Michael was born with holoprosencephaly and suffered from severe fits in his first few days. The drug Diazepam was used and later Phenarbarbitone; the dose was altered as and when necessary. These drugs were successful. We cared for him from 3 days old until he died and he never had any more fits.’

Our son suffered from severe epileptic fits and initially they gave us great cause for concern because he would stop breathing and require resuscitation. His seizures are now under control and he is very lively, possibly due to a reduction in his anti-epilepsy drugs.’
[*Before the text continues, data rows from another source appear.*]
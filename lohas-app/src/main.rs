use anyhow::Context;
use clap::Parser;
use lohas::{
    data::source::from_config,
    ui::{error_screen, loading_screen, location_overlay, search_box_ui, sidebar_ui, MapCanvas, MapStyle},
    AppConfig, AppState, CameraProfile, DataLoader, DataSourceConfig, ExpandedDescriptions,
    LoadState, MapViewController, Point, SearchBox, ViewEffect,
};
use std::path::PathBuf;
use std::sync::Arc;
use std::time::Instant;

#[derive(Debug, Parser)]
#[command(name = "lohas-app", about = "Lohas in Qingpu map viewer")]
struct Args {
    /// JSON configuration file
    #[arg(long)]
    config: Option<PathBuf>,

    /// Read categories.json and locations.json from this directory
    #[arg(long, conflicts_with = "base_url")]
    data_dir: Option<PathBuf>,

    /// Fetch from a running lohas-server, e.g. http://127.0.0.1:3000/api
    #[arg(long)]
    base_url: Option<String>,

    /// Jump straight to selected locations instead of flying there
    #[arg(long)]
    no_animation: bool,
}

fn main() -> anyhow::Result<()> {
    env_logger::Builder::from_env(env_logger::Env::default().default_filter_or("info")).init();
    let args = Args::parse();

    let mut config = match &args.config {
        Some(path) => AppConfig::from_file(path)
            .with_context(|| format!("loading config {}", path.display()))?,
        None => AppConfig::default(),
    };
    if let Some(dir) = args.data_dir {
        config = config.with_data_source(DataSourceConfig::Files { dir });
    } else if let Some(base_url) = args.base_url {
        config = config.with_data_source(DataSourceConfig::Http { base_url });
    }
    if args.no_animation {
        config = config.with_camera_profile(CameraProfile::Instant);
    }
    config.validate().context("invalid configuration")?;

    let runtime = tokio::runtime::Runtime::new().context("starting tokio runtime")?;
    let source = Arc::from(from_config(&config.data));
    let loader = DataLoader::spawn(runtime.handle(), source);

    let options = eframe::NativeOptions {
        viewport: egui::ViewportBuilder::default()
            .with_inner_size([1200.0, 800.0])
            .with_title("Lohas in Qingpu"),
        ..Default::default()
    };

    eframe::run_native(
        "lohas-app",
        options,
        Box::new(move |_cc| Box::new(LohasApp::new(config, loader, runtime))),
    )
    .map_err(|e| anyhow::anyhow!("viewer failed: {}", e))?;

    Ok(())
}

struct LohasApp {
    // Keeps the loader's worker alive
    _runtime: tokio::runtime::Runtime,
    loader: DataLoader,
    loaded: bool,
    controller: MapViewController,
    state: AppState,
    search: SearchBox,
    expanded: ExpandedDescriptions,
    style: MapStyle,
}

impl LohasApp {
    fn new(config: AppConfig, loader: DataLoader, runtime: tokio::runtime::Runtime) -> Self {
        Self {
            _runtime: runtime,
            loader,
            loaded: false,
            controller: MapViewController::new(&config, Point::new(1200.0, 800.0)),
            state: AppState::new(),
            search: SearchBox::new(),
            expanded: ExpandedDescriptions::default(),
            style: MapStyle::default(),
        }
    }

    /// Returns whether the map is ready to show
    fn poll_loader(&mut self, ctx: &egui::Context) -> bool {
        if self.loaded {
            return true;
        }
        match self.loader.poll() {
            LoadState::Loading => {
                egui::CentralPanel::default().show(ctx, |ui| loading_screen(ui));
                false
            }
            LoadState::Error(message) => {
                let message = message.clone();
                egui::CentralPanel::default().show(ctx, |ui| error_screen(ui, &message, &self.style));
                false
            }
            LoadState::Ready(_) => {
                if let Some(data) = self.loader.take_ready() {
                    self.controller.set_data(data);
                    self.loaded = true;
                }
                self.loaded
            }
        }
    }

    fn sidebar(&mut self, ctx: &egui::Context) {
        let width = if self.state.sidebar_collapsed { 60.0 } else { 300.0 };
        egui::SidePanel::left("sidebar")
            .resizable(false)
            .exact_width(width)
            .show(ctx, |ui| {
                if !self.state.sidebar_collapsed {
                    ui.heading("Lohas in Qingpu");
                    ui.add_space(6.0);

                    let chosen =
                        search_box_ui(ui, &mut self.search, self.controller.filtered_locations());
                    if let Some(feature) = chosen {
                        self.controller
                            .select_from_search(&feature, Instant::now());
                    }
                    ui.add_space(6.0);
                }

                let next = sidebar_ui(ui, self.state.clone(), self.controller.categories());
                if next.selected_category != self.state.selected_category
                    && self.controller.set_category(next.selected_category.clone())
                {
                    self.search.on_candidates_changed();
                }
                self.state = next;
            });
    }
}

impl eframe::App for LohasApp {
    fn update(&mut self, ctx: &egui::Context, _frame: &mut eframe::Frame) {
        if !self.poll_loader(ctx) {
            return;
        }

        self.sidebar(ctx);

        if let Some(feature) = self.controller.selected_feature().cloned() {
            if location_overlay(ctx, &feature, &mut self.expanded, &self.style) {
                self.controller.close();
            }
        }

        egui::CentralPanel::default()
            .frame(egui::Frame::none())
            .show(ctx, |ui| {
                ui.add(MapCanvas::new(
                    &mut self.controller,
                    &mut self.expanded,
                    &self.style,
                ));
            });

        for effect in self.controller.drain_effects() {
            log::debug!("view effect {:?}", effect);
            if let ViewEffect::OpenPopup { feature_id } = &effect {
                // Deferred popups open from tick, after the canvas already painted
                log::info!("showing {}", feature_id);
                ctx.request_repaint();
            }
        }
    }
}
We were not told of the high incidence of seizures in children with Patau's syndrome. After one seizure John gave a larger than normal jump and within a few seconds his lips and nose turned blue. The rigidity receded but he did not start to breath so l gave him mouth to mouth resuscitation. After a few moments of this and massage, John gave a gasp and started breathing. At this stage he was still very blue and so we took him to the hospital where the paediatrician told us that his myoclonic jerks had progressed to epileptic seizures accompanied by apnoea spells. This was a traumatic time for us and others, like grandparents, who became nervous of handling John. After his third blue-light rush to hospital the paediatrician prepared us for the worst and said he didn't know if they would be able to control the attacks. We had to rethink our approach and our confidence was boosted when the paediatrician prescribed a rectal Diazepam to be given if John did not seem to be recovering from the first seizure. Our confidence grew when we used it for the first time and proved that it worked. Through time John responded better to his daily medication.’